Ppk1 forms foci independently of polyP catalysis, but localization requires the catalytic active-site residue, H434
We next tested whether an intact Ppk1 catalytic active site is required for the proper localization of the enzyme within the cell. To this end, we expressed venus-ppk1(H434A), an allele for which the known catalytic histidine (Kumble et al., 1996) has been mutated to alanine. We have previously demonstrated that this variant is stably expressed but does not produce polyP granules in C. crescentus (Boutte et al., 2012). When expressed from an ectopic locus in a WT background, venus-ppk1(H434A) produces foci that colocalize with polyP granules and presumably wild-type Ppk1 (Figure 4A). Indeed, Ppk1-H434A colocalizes with wild-type Ppk1 in a heterologous host (Supplemental Figure S2), suggesting that these two proteins cooligomerize. We therefore expressed venus-ppk1(H434A) in the absence of wild-type ppk1 and confirmed that it cannot not complement granule production, although it still localizes to discrete foci (Figure 4A). This demonstrates that catalytic activity is not required for the formation of Ppk1 clusters within the cell. We quantified the position of Venus-Ppk1(H434A) fluorescent foci and plotted them as previously described for DAPI-fluorescent polyP granules. Whereas venus-ppk1 produces foci that consistently localize to the expected positions (i.e., mid- and quarter-cell positions), venus-ppk1(H434A) is randomly localized within cells (Figure 4B), indicating that catalysis is required for Ppk1 clusters to be properly addressed within the cell.

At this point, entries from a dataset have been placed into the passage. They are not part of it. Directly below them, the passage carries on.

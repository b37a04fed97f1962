//! Simulated Mars time and the pulse generator.
//!
//! Simulated time is measured in millisols (1/1000 of a Martian day) and is
//! decoupled from the wall clock: the driver either feeds real elapsed time
//! through [`MasterClock::advance`] or asks for fixed-size pulses.

use std::fmt;
use std::time::Duration;

use serde::{Deserialize, Serialize};

pub const MILLISOLS_PER_SOL: f64 = 1000.0;
/// Length of one millisol in Earth seconds.
pub const SECONDS_PER_MILLISOL: f64 = 88.775_244;

#[derive(Debug, Clone, PartialEq, thiserror::Error)]
pub enum ClockError {
    #[error("time ratio must be positive and finite, got {0}")]
    InvalidTimeRatio(f64),
    #[error("max pulse size must be positive and finite, got {0}")]
    InvalidMaxPulse(f64),
}

/// Absolute simulated time since the colony was founded.
#[derive(Debug, Clone, Copy, PartialEq, PartialOrd, Default, Serialize, Deserialize)]
pub struct MarsTime {
    total_millisols: f64,
}

impl MarsTime {
    pub const fn from_millisols(total_millisols: f64) -> Self {
        Self { total_millisols }
    }

    pub fn total_millisols(self) -> f64 {
        self.total_millisols
    }

    /// Sols are counted from 1.
    #[allow(clippy::cast_possible_truncation, clippy::cast_sign_loss)]
    pub fn sol(self) -> u64 {
        (self.total_millisols / MILLISOLS_PER_SOL).floor() as u64 + 1
    }

    pub fn millisol(self) -> f64 {
        self.total_millisols % MILLISOLS_PER_SOL
    }

    #[must_use]
    pub fn plus(self, millisols: f64) -> Self {
        Self::from_millisols(self.total_millisols + millisols)
    }

    pub fn millisols_since(self, earlier: MarsTime) -> f64 {
        self.total_millisols - earlier.total_millisols
    }
}

impl fmt::Display for MarsTime {
    fn fmt(&self, f: &mut fmt::Formatter<'_>) -> fmt::Result {
        write!(f, "{}-{:07.3}", self.sol(), self.millisol())
    }
}

/// One discrete advance of simulated time.
#[derive(Debug, Clone, Copy, PartialEq, Serialize, Deserialize)]
pub struct Pulse {
    pub id: u64,
    /// Millisols covered by this pulse. Always > 0.
    pub elapsed: f64,
    /// Time after the pulse is applied.
    pub time: MarsTime,
}

#[derive(Debug, Clone, Serialize, Deserialize)]
pub struct MasterClock {
    time: MarsTime,
    next_pulse_id: u64,
    time_ratio: f64,
    max_pulse_millisols: f64,
}

impl MasterClock {
    pub fn new(
        start: MarsTime,
        time_ratio: f64,
        max_pulse_millisols: f64,
    ) -> Result<Self, ClockError> {
        validate_ratio(time_ratio)?;
        if !max_pulse_millisols.is_finite() || max_pulse_millisols <= 0.0 {
            return Err(ClockError::InvalidMaxPulse(max_pulse_millisols));
        }
        Ok(Self {
            time: start,
            next_pulse_id: 0,
            time_ratio,
            max_pulse_millisols,
        })
    }

    pub fn time(&self) -> MarsTime {
        self.time
    }

    pub fn time_ratio(&self) -> f64 {
        self.time_ratio
    }

    pub fn set_time_ratio(&mut self, time_ratio: f64) -> Result<(), ClockError> {
        validate_ratio(time_ratio)?;
        self.time_ratio = time_ratio;
        Ok(())
    }

    /// Converts real elapsed time into a pulse using the time ratio.
    pub fn advance(&mut self, real_elapsed: Duration) -> Option<Pulse> {
        let millisols = real_elapsed.as_secs_f64() * self.time_ratio / SECONDS_PER_MILLISOL;
        self.pulse_fixed(millisols)
    }

    /// Produces a pulse of `millisols`, clamped to the maximum pulse size.
    ///
    /// Non-positive or non-finite deltas produce no pulse.
    pub fn pulse_fixed(&mut self, millisols: f64) -> Option<Pulse> {
        if !millisols.is_finite() || millisols <= 0.0 {
            return None;
        }
        let next = self.time.plus(millisols.min(self.max_pulse_millisols));
        // Deltas below f64 resolution at this magnitude would stall time.
        let elapsed = next.millisols_since(self.time);
        if elapsed <= 0.0 {
            return None;
        }
        self.time = next;
        let id = self.next_pulse_id;
        self.next_pulse_id += 1;
        Some(Pulse {
            id,
            elapsed,
            time: next,
        })
    }
}

fn validate_ratio(time_ratio: f64) -> Result<(), ClockError> {
    if time_ratio.is_finite() && time_ratio > 0.0 {
        Ok(())
    } else {
        Err(ClockError::InvalidTimeRatio(time_ratio))
    }
}

#[cfg(test)]
mod tests {
    use super::*;

    fn clock() -> MasterClock {
        MasterClock::new(MarsTime::default(), 1000.0, 50.0).unwrap()
    }

    #[test]
    fn fixed_pulses_are_strictly_increasing() {
        let mut clock = clock();
        let first = clock.pulse_fixed(10.0).unwrap();
        let second = clock.pulse_fixed(10.0).unwrap();
        assert_eq!(first.id, 0);
        assert_eq!(second.id, 1);
        assert!(second.time > first.time);
        assert!((second.time.total_millisols() - 20.0).abs() < 1e-9);
    }

    #[test]
    fn zero_negative_and_nan_deltas_are_skipped() {
        let mut clock = clock();
        assert!(clock.pulse_fixed(0.0).is_none());
        assert!(clock.pulse_fixed(-3.0).is_none());
        assert!(clock.pulse_fixed(f64::NAN).is_none());
        assert!(clock.pulse_fixed(f64::INFINITY).is_none());
        assert!(clock.advance(Duration::ZERO).is_none());
        // A skipped pulse does not consume a sequence number.
        assert_eq!(clock.pulse_fixed(1.0).unwrap().id, 0);
    }

    #[test]
    fn oversized_pulses_are_clamped() {
        let mut clock = clock();
        let pulse = clock.pulse_fixed(400.0).unwrap();
        assert!((pulse.elapsed - 50.0).abs() < 1e-9);
    }

    #[test]
    fn advance_scales_real_time_by_ratio() {
        let mut clock = MasterClock::new(MarsTime::default(), SECONDS_PER_MILLISOL, 50.0).unwrap();
        let pulse = clock.advance(Duration::from_secs(2)).unwrap();
        assert!((pulse.elapsed - 2.0).abs() < 1e-9);
    }

    #[test]
    fn invalid_ratio_is_rejected() {
        assert_eq!(
            MasterClock::new(MarsTime::default(), 0.0, 50.0).unwrap_err(),
            ClockError::InvalidTimeRatio(0.0)
        );
        let mut clock = clock();
        assert!(clock.set_time_ratio(-1.0).is_err());
        assert!((clock.time_ratio() - 1000.0).abs() < 1e-9);
    }

    #[test]
    fn mars_time_formats_sol_and_millisol() {
        let time = MarsTime::from_millisols(2012.5);
        assert_eq!(time.sol(), 3);
        assert!((time.millisol() - 12.5).abs() < 1e-9);
        assert_eq!(time.to_string(), "3-012.500");
    }
}
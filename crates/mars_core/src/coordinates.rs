//! Positions on the Martian surface.

use serde::{Deserialize, Serialize};

pub const MARS_RADIUS_KM: f64 = 3389.5;

#[derive(Debug, Clone, Copy, PartialEq, Serialize, Deserialize)]
pub struct Coordinates {
    pub lat_deg: f64,
    pub lon_deg: f64,
}

impl Coordinates {
    pub const fn new(lat_deg: f64, lon_deg: f64) -> Self {
        Self { lat_deg, lon_deg }
    }

    /// Great-circle distance in km.
    pub fn distance_km(&self, other: &Coordinates) -> f64 {
        MARS_RADIUS_KM * self.central_angle(other)
    }

    fn central_angle(&self, other: &Coordinates) -> f64 {
        let (lat1, lat2) = (self.lat_deg.to_radians(), other.lat_deg.to_radians());
        let d_lat = lat2 - lat1;
        let d_lon = (other.lon_deg - self.lon_deg).to_radians();
        let h = (d_lat / 2.0).sin().powi(2) + lat1.cos() * lat2.cos() * (d_lon / 2.0).sin().powi(2);
        2.0 * h.sqrt().min(1.0).asin()
    }

    /// The point `km` along the great circle toward `target`. Never overshoots.
    #[must_use]
    pub fn toward(&self, target: &Coordinates, km: f64) -> Coordinates {
        let angle = self.central_angle(target);
        let total = MARS_RADIUS_KM * angle;
        if km >= total || angle < 1e-12 {
            return *target;
        }
        if km <= 0.0 {
            return *self;
        }
        let fraction = km / total;
        let a = ((1.0 - fraction) * angle).sin() / angle.sin();
        let b = (fraction * angle).sin() / angle.sin();
        let (x1, y1, z1) = self.unit_vector();
        let (x2, y2, z2) = target.unit_vector();
        let (x, y, z) = (a * x1 + b * x2, a * y1 + b * y2, a * z1 + b * z2);
        Coordinates {
            lat_deg: z.atan2(x.hypot(y)).to_degrees(),
            lon_deg: y.atan2(x).to_degrees(),
        }
    }

    /// A point `km` away on the given compass bearing.
    #[must_use]
    pub fn offset(&self, bearing_deg: f64, km: f64) -> Coordinates {
        let angle = km / MARS_RADIUS_KM;
        let lat1 = self.lat_deg.to_radians();
        let lon1 = self.lon_deg.to_radians();
        let bearing = bearing_deg.to_radians();
        let lat2 = (lat1.sin() * angle.cos() + lat1.cos() * angle.sin() * bearing.cos()).asin();
        let lon2 = lon1
            + (bearing.sin() * angle.sin() * lat1.cos()).atan2(angle.cos() - lat1.sin() * lat2.sin());
        Coordinates {
            lat_deg: lat2.to_degrees(),
            lon_deg: lon2.to_degrees(),
        }
    }

    fn unit_vector(&self) -> (f64, f64, f64) {
        let (lat, lon) = (self.lat_deg.to_radians(), self.lon_deg.to_radians());
        (lat.cos() * lon.cos(), lat.cos() * lon.sin(), lat.sin())
    }
}
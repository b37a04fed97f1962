use rand::Rng;
use uuid::Uuid;

/// Generate a deterministic v4-format UUID from a seeded RNG.
pub fn generate_uuid(rng: &mut impl Rng) -> Uuid {
    let bytes: [u8; 16] = rng.gen();
    uuid::Builder::from_random_bytes(bytes).into_uuid()
}

/// Stable, sortable ids for entities created during play: `mission_0001`.
///
/// Padded to four digits, so lexical order matches creation order only up to
/// `_9999`. Later ids widen (`mission_10000`) and sort before `mission_9999`;
/// maps keyed by these ids stay deterministic but not chronological.
pub fn sequential_id(prefix: &str, counter: &mut u64) -> String {
    *counter += 1;
    format!("{prefix}_{:04}", *counter)
}

#[cfg(test)]
mod tests {
    use super::*;
    use rand::SeedableRng;
    use rand_chacha::ChaCha8Rng;

    #[test]
    fn uuid_is_reproducible_for_a_seed() {
        let first = generate_uuid(&mut ChaCha8Rng::seed_from_u64(7));
        let second = generate_uuid(&mut ChaCha8Rng::seed_from_u64(7));
        assert_eq!(first, second);
        assert_eq!(first.get_version(), Some(uuid::Version::Random));
    }

    #[test]
    fn sequential_ids_sort_in_creation_order() {
        let mut counter = 8;
        let ninth = sequential_id("mission", &mut counter);
        let tenth = sequential_id("mission", &mut counter);
        assert_eq!(ninth, "mission_0009");
        assert_eq!(tenth, "mission_0010");
        assert!(ninth < tenth);
        assert_eq!(counter, 10);
    }

    #[test]
    fn sequential_ids_widen_past_four_digits() {
        let mut counter = 9998;
        let last_padded = sequential_id("mission", &mut counter);
        let widened = sequential_id("mission", &mut counter);
        assert_eq!(last_padded, "mission_9999");
        assert_eq!(widened, "mission_10000");
        assert_ne!(last_padded, widened);
        assert!(widened < last_padded);
    }
}
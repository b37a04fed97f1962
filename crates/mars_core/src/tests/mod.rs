use super::*;
use crate::test_fixtures::{base_content, base_state, command, make_rng, next_pulse, run_pulses};

mod agent;
mod commands;
mod engine;
mod malfunction;
mod scheduler;

// --- Shared test helpers ------------------------------------------------

fn test_content() -> GameContent {
    base_content()
}

fn test_state(content: &GameContent) -> GameState {
    base_state(content)
}

fn agent(n: u32) -> AgentId {
    AgentId(format!("agent_{n:04}"))
}

fn home() -> SettlementId {
    SettlementId(test_fixtures::HOME.to_string())
}

fn home_stores() -> ContainerId {
    ContainerId::from(&home())
}

fn rover() -> VehicleId {
    VehicleId(test_fixtures::ROVER.to_string())
}

fn resource(id: &str) -> ResourceId {
    ResourceId(id.to_string())
}

fn debug_sink(state: &GameState) -> EventSink {
    EventSink::new(state.meta.pulse, EventLevel::Debug)
}

/// Creates a task and runs it in `step`-sized slices until it is done,
/// then ends it. Gives up after `max_steps`.
fn run_task(
    state: &mut GameState,
    content: &GameContent,
    agent_id: &AgentId,
    kind: TaskKind,
    step: f64,
    max_steps: usize,
) -> (Task, Vec<EventEnvelope>) {
    let mut rng = make_rng();
    let mut events = debug_sink(state);
    let mut task = task::create_task(state, content, agent_id, kind);
    for _ in 0..max_steps {
        if task.is_done() {
            break;
        }
        task::perform_task(state, content, agent_id, &mut task, step, &mut rng, &mut events)
            .unwrap();
    }
    task::end_task(state, agent_id, &mut task, &mut events);
    (task, events.into_events())
}

fn tick_once(
    state: &mut GameState,
    commands: &[CommandEnvelope],
    content: &GameContent,
    millisols: f64,
) -> Vec<EventEnvelope> {
    let mut rng = make_rng();
    let pulse = next_pulse(state, millisols);
    tick(state, commands, content, &mut rng, EventLevel::Normal, &pulse)
}

fn count_events(events: &[EventEnvelope], predicate: impl Fn(&Event) -> bool) -> usize {
    events.iter().filter(|e| predicate(&e.event)).count()
}

/// Starts a mission directly, bypassing the command queue and the agents.
fn start(
    state: &mut GameState,
    content: &GameContent,
    kind: MissionKind,
    initiator: &AgentId,
) -> (Result<MissionId, MissionStatus>, Vec<EventEnvelope>) {
    let mut rng = make_rng();
    let mut events = debug_sink(state);
    let result = mission::start_mission(state, content, kind, initiator, &mut rng, &mut events);
    (result, events.into_events())
}
//! `mars_core`: deterministic simulation of a Mars colony, one pulse at a time.
//!
//! No IO, no network. All randomness comes from the `Rng` passed to `tick`.

pub mod agent;
pub mod clock;
mod commands;
pub mod coordinates;
mod engine;
mod id;
pub mod ledger;
pub mod malfunction;
mod meta;
pub mod metrics;
pub mod mission;
mod scheduler;
mod selection;
pub mod task;
#[cfg(any(test, feature = "test-support"))]
pub mod test_fixtures;
mod types;

pub use agent::{AgentKind, AgentState, Job, PhysicalCondition, Placement, Role, SkillKind};
pub use clock::{MarsTime, MasterClock, Pulse};
pub use coordinates::Coordinates;
pub use engine::tick;
pub use id::{generate_uuid, sequential_id};
pub use ledger::{Holder, Ledger, LedgerError};
pub use malfunction::{MalfunctionManager, Malfunctionable};
pub use metrics::{
    append_metrics_row, compute_metrics, write_metrics_header, MetricsFileWriter,
    MetricsSnapshot,
};
pub use mission::{
    determine_new_phase, MissionKind, MissionPhase, MissionState, MissionStatus, NavRoute,
    PhasePredicates,
};
pub use selection::weighted_pick;
pub use task::{Task, TaskError, TaskKind, TaskKindTag, TaskPhase};
pub use types::*;

/// Build an [`EventEnvelope`] with a monotonically increasing event id.
pub(crate) fn emit(counters: &mut Counters, pulse: u64, event: Event) -> EventEnvelope {
    let id = EventId(format!("evt_{:06}", counters.next_event_id));
    counters.next_event_id += 1;
    EventEnvelope { id, pulse, event }
}

/// Events raised during one pulse. Debug-only events are dropped unless the
/// pulse runs at `EventLevel::Debug`.
pub(crate) struct EventSink {
    pulse: u64,
    level: EventLevel,
    events: Vec<EventEnvelope>,
}

impl EventSink {
    pub(crate) fn new(pulse: u64, level: EventLevel) -> Self {
        Self {
            pulse,
            level,
            events: Vec::new(),
        }
    }

    pub(crate) fn push(&mut self, counters: &mut Counters, event: Event) {
        self.events.push(emit(counters, self.pulse, event));
    }

    pub(crate) fn push_debug(&mut self, counters: &mut Counters, event: Event) {
        if self.level == EventLevel::Debug {
            self.push(counters, event);
        }
    }

    pub(crate) fn into_events(self) -> Vec<EventEnvelope> {
        self.events
    }
}

#[cfg(test)]
mod tests;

These findings suggested that Ppk1 alone is not the target of the cell's localization mechanism and that polyP is required to localize the Ppk1/polyP complex. To separate Ppk1 localization from polyP localization, we attempted to complement granule production in C. crescentus Δppk1 by overexpressing venus-ppk1(EC). This protein was diffusely localized in C. crescentus and yet it was able to complement granule production and localization (Supplemental Figure S2). Thus it seems that polyP granules can be discretely localized in cells even when produced by a diffusely localized enzyme, supporting a model in which polyP is the target of the localization mechanism.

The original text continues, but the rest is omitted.